Crops and Climate Change: Plant quality declines as CO2 levels rise
The rapid rise in the concentration of carbon dioxide, or CO2, in the atmosphere, which has occurred largely since the Industrial Revolution, is the most prominent cause of climate change. Moreover, atmospheric CO2 levels are predicted to double between now and the end of this century (IPCC, 2013). Most plants respond to elevated CO2 concentrations by growing faster, and it is possible that this enhanced growth might counteract some of the negative impacts of climate change on global food production, such as decreased agricultural output due to an increased frequency of floods and droughts.
However, alongside this enhanced growth, plants that are exposed to elevated levels of CO2 frequently show changes in the chemical composition of their leaves, stems, roots, fruits and tubers. While these effects have been known for some time (Porter and Grodzinski, 1984; Manderscheid et al., 1995), they have not been assessed in a systematic and comprehensive manner. Whether or not these changes in the chemical composition of food crops have wider implications for human nutrition is a matter of debate.

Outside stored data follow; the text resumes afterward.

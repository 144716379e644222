//! Release notifications
//!
//! Notifications are best effort: delivery failures are logged and never
//! reach the release pipeline.

use std::fmt;
use std::sync::{Arc, RwLock};

use async_trait::async_trait;
use serde::Deserialize;
use tuber_core::SlackConfig;

/// A status message about one app's release
#[derive(Debug, Clone, PartialEq, Eq)]
pub enum Notice {
    Started { app: String, digest: String },
    CanaryStarting { app: String },
    CanaryDeployed { app: String },
    /// Release failed and was rolled back; `error` names the offending resource
    Failed { app: String, error: String },
    /// An external monitor reported the new release unhealthy
    MonitorFailed { app: String, error: String },
    /// The cluster changed but the new state could not be saved
    RollbackUnsafe { app: String, error: String },
    Complete { app: String },
    Paused { app: String },
    ManifestsNotFound { app: String },
}

impl fmt::Display for Notice {
    fn fmt(&self, f: &mut fmt::Formatter<'_>) -> fmt::Result {
        match self {
            Notice::Started { app, digest } => {
                write!(f, ":rocket: *{}*: release started\n`{}`", app, digest)
            }
            Notice::CanaryStarting { app } => write!(f, ":hatching_chick: *{}*: canary starting", app),
            Notice::CanaryDeployed { app } => write!(f, ":hatched_chick: *{}*: deployed to canary", app),
            Notice::Failed { app, error } => write!(
                f,
                "<!here> :loudspeaker: release failed for *{}*\n```{}```",
                app, error
            ),
            Notice::MonitorFailed { app, error } => write!(
                f,
                "<!here> :rotating_light: monitoring failed for *{}*, release rolled back\n```{}```",
                app, error
            ),
            Notice::RollbackUnsafe { app, error } => write!(
                f,
                "<!here> :fire: *{}*: release state was not saved, manual intervention required, rollback is not safe\n```{}```",
                app, error
            ),
            Notice::Complete { app } => write!(f, ":checkered_flag: *{}*: release complete", app),
            Notice::Paused { app } => write!(
                f,
                ":double_vertical_bar: release skipped for {} as it is paused",
                app
            ),
            Notice::ManifestsNotFound { app } => write!(
                f,
                ":skull_and_crossbones: image or tuber layer not found for {}",
                app
            ),
        }
    }
}

/// Fire-and-forget message delivery
#[async_trait]
pub trait Notifier: Send + Sync {
    /// Send `text` to `channel`, or to the default destination when `None`
    async fn message(&self, text: &str, channel: Option<&str>);

    async fn notify(&self, notice: &Notice, channel: Option<&str>) {
        self.message(&notice.to_string(), channel).await;
    }
}

#[async_trait]
impl<T: Notifier + ?Sized> Notifier for Arc<T> {
    async fn message(&self, text: &str, channel: Option<&str>) {
        (**self).message(text, channel).await;
    }
}

/// Posts messages with Slack's `chat.postMessage`
pub struct SlackNotifier {
    http: reqwest::Client,
    config: SlackConfig,
}

#[derive(Deserialize)]
struct SlackResponse {
    ok: bool,
    #[serde(default)]
    error: Option<String>,
}

impl SlackNotifier {
    pub fn new(config: SlackConfig) -> Self {
        Self {
            http: reqwest::Client::new(),
            config,
        }
    }

    async fn send(&self, channel: &str, text: &str) -> Result<(), String> {
        let url = format!("{}/chat.postMessage", self.config.api_url.trim_end_matches('/'));
        let response = self
            .http
            .post(&url)
            .bearer_auth(&self.config.token)
            .json(&serde_json::json!({ "channel": channel, "text": text, "unfurl_links": false }))
            .send()
            .await
            .map_err(|e| e.to_string())?;

        let status = response.status();
        if !status.is_success() {
            return Err(format!("slack returned {}", status));
        }

        let body: SlackResponse = response.json().await.map_err(|e| e.to_string())?;
        if body.ok {
            Ok(())
        } else {
            Err(body.error.unwrap_or_else(|| "unknown error".to_string()))
        }
    }
}

#[async_trait]
impl Notifier for SlackNotifier {
    async fn message(&self, text: &str, channel: Option<&str>) {
        let channel = channel
            .filter(|c| !c.is_empty())
            .unwrap_or(&self.config.catch_all_channel);

        if !self.config.enabled {
            tracing::debug!(%channel, message = text, "slack disabled, message not sent");
            return;
        }

        match self.send(channel, text).await {
            Ok(()) => tracing::debug!(%channel, "posted slack message"),
            Err(error) => tracing::error!(%channel, %error, "error sending slack message"),
        }
    }
}

/// Writes notifications to the log only
#[derive(Debug, Clone, Copy, Default)]
pub struct LogNotifier;

#[async_trait]
impl Notifier for LogNotifier {
    async fn message(&self, text: &str, channel: Option<&str>) {
        tracing::info!(channel = channel.unwrap_or_default(), message = text, "notification");
    }
}

/// A message captured by [`MemoryNotifier`]
#[derive(Debug, Clone, PartialEq, Eq)]
pub struct SentMessage {
    pub channel: Option<String>,
    pub text: String,
}

/// Records every message for assertions
#[derive(Debug, Clone, Default)]
pub struct MemoryNotifier {
    messages: Arc<RwLock<Vec<SentMessage>>>,
}

impl MemoryNotifier {
    pub fn new() -> Self {
        Self::default()
    }

    pub fn messages(&self) -> Vec<SentMessage> {
        self.messages
            .read()
            .unwrap_or_else(|e| e.into_inner())
            .clone()
    }

    pub fn texts(&self) -> Vec<String> {
        self.messages().into_iter().map(|m| m.text).collect()
    }

    /// Whether any message contains `needle`
    pub fn contains(&self, needle: &str) -> bool {
        self.messages().iter().any(|m| m.text.contains(needle))
    }
}

#[async_trait]
impl Notifier for MemoryNotifier {
    async fn message(&self, text: &str, channel: Option<&str>) {
        self.messages
            .write()
            .unwrap_or_else(|e| e.into_inner())
            .push(SentMessage {
                channel: channel.map(str::to_string),
                text: text.to_string(),
            });
    }
}

#[cfg(test)]
mod tests {
    use super::*;
    use wiremock::matchers::{body_partial_json, header, method, path};
    use wiremock::{Mock, MockServer, ResponseTemplate};

    fn slack_config(server: &MockServer, enabled: bool) -> SlackConfig {
        SlackConfig {
            enabled,
            token: "xoxb-test".to_string(),
            catch_all_channel: "#catch-all".to_string(),
            api_url: server.uri(),
        }
    }

    #[test]
    fn test_notice_texts() {
        let paused = Notice::Paused { app: "shop".to_string() };
        assert_eq!(
            paused.to_string(),
            ":double_vertical_bar: release skipped for shop as it is paused"
        );

        let failed = Notice::Failed {
            app: "shop".to_string(),
            error: "apply Deployment/web: boom".to_string(),
        };
        assert!(failed.to_string().contains("release failed for *shop*"));
        assert!(failed.to_string().contains("Deployment/web"));

        let monitor = Notice::MonitorFailed {
            app: "shop".to_string(),
            error: "x".to_string(),
        };
        assert!(monitor.to_string().contains("monitoring failed"));
        assert!(!monitor.to_string().contains("release failed"));

        let unsafe_rollback = Notice::RollbackUnsafe {
            app: "shop".to_string(),
            error: "x".to_string(),
        };
        assert!(unsafe_rollback.to_string().contains("rollback is not safe"));
    }

    #[tokio::test]
    async fn test_slack_uses_app_channel() {
        let server = MockServer::start().await;
        Mock::given(method("POST"))
            .and(path("/chat.postMessage"))
            .and(header("authorization", "Bearer xoxb-test"))
            .and(body_partial_json(serde_json::json!({ "channel": "#shop", "text": "hi" })))
            .respond_with(ResponseTemplate::new(200).set_body_json(serde_json::json!({ "ok": true })))
            .expect(1)
            .mount(&server)
            .await;

        let notifier = SlackNotifier::new(slack_config(&server, true));
        notifier.message("hi", Some("#shop")).await;
    }

    #[tokio::test]
    async fn test_slack_falls_back_to_catch_all() {
        let server = MockServer::start().await;
        Mock::given(method("POST"))
            .and(path("/chat.postMessage"))
            .and(body_partial_json(serde_json::json!({ "channel": "#catch-all" })))
            .respond_with(ResponseTemplate::new(200).set_body_json(serde_json::json!({ "ok": true })))
            .expect(2)
            .mount(&server)
            .await;

        let notifier = SlackNotifier::new(slack_config(&server, true));
        notifier.message("hi", None).await;
        notifier.message("hi", Some("")).await;
    }

    #[tokio::test]
    async fn test_slack_disabled_sends_nothing() {
        let server = MockServer::start().await;
        Mock::given(method("POST"))
            .respond_with(ResponseTemplate::new(200))
            .expect(0)
            .mount(&server)
            .await;

        let notifier = SlackNotifier::new(slack_config(&server, false));
        notifier.message("hi", Some("#shop")).await;
    }

    #[tokio::test]
    async fn test_slack_errors_are_swallowed() {
        let server = MockServer::start().await;
        Mock::given(method("POST"))
            .respond_with(
                ResponseTemplate::new(200)
                    .set_body_json(serde_json::json!({ "ok": false, "error": "channel_not_found" })),
            )
            .mount(&server)
            .await;

        let notifier = SlackNotifier::new(slack_config(&server, true));
        assert_eq!(
            notifier.send("#nope", "hi").await,
            Err("channel_not_found".to_string())
        );
        notifier.message("hi", Some("#nope")).await;
    }

    #[tokio::test]
    async fn test_memory_notifier() {
        let notifier = MemoryNotifier::new();
        notifier
            .notify(&Notice::Complete { app: "shop".to_string() }, Some("#shop"))
            .await;
        assert_eq!(
            notifier.messages(),
            vec![SentMessage {
                channel: Some("#shop".to_string()),
                text: ":checkered_flag: *shop*: release complete".to_string(),
            }]
        );
        assert!(notifier.contains("release complete"));
    }
}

To address this question, Irakli Loladze of the Catholic University of Daegu has systematically collected and evaluated existing information on the effects of elevated levels of CO2 on plant tissues, notably the effects on minerals and trace elements that are important for human health, such as calcium, zinc, and iron. This meta-analysis—which is published in eLife—analysed more than 7500 observations that cover 130 different plant species and crop varieties (Loladze, 2014). Based on this unprecedentedly large dataset, Loladze was able to show that, when averaged across very different plant and tissue types, experimental approaches and locations, elevated CO2 reduced the overall mineral content of plants by about 8%. At the same time, elevated CO2 was shown to strongly increase the ratio of soluble carbohydrates (starch and sugars) to proteins.
Making general conclusions about the effects of elevated CO2 on the composition of plant tissues derived from existing studies is difficult. Although decreased concentrations of nitrogen, protein, and other minerals have been previously observed, the size of these effects is often small and thus difficult to confirm with small sample sizes. Furthermore, not all elements are affected in the same way in different plant species and experiments. Despite these caveats, Loladze's meta-analysis shows a remarkable consistency in the effects of elevated CO2 on the mineral concentrations across a wide range of plant species, including food crops.
There are less data available for edible parts of major food crops, and a general lack of data for other important food crops, such as maize, banana and cassava. Nevertheless, Loladze could show diminished mineral concentrations in edible parts of food crop plants from existing information. Further, he argues that the observed changes to the mineral content of food crops might exacerbate the problem of ‘hidden hunger’; that is, a person's diet can be deficient in minerals even if they consume enough calories. This type of malnutrition is common, particularly in developing countries, as many people eat only a limited number of staple crops, and do not eat enough mineral-rich foods—such as fruits, vegetables, dairy and meats. Loladze also speculates that the changes in the carbohydrate to protein ratio caused by elevated CO2 might contribute to the obesity epidemic.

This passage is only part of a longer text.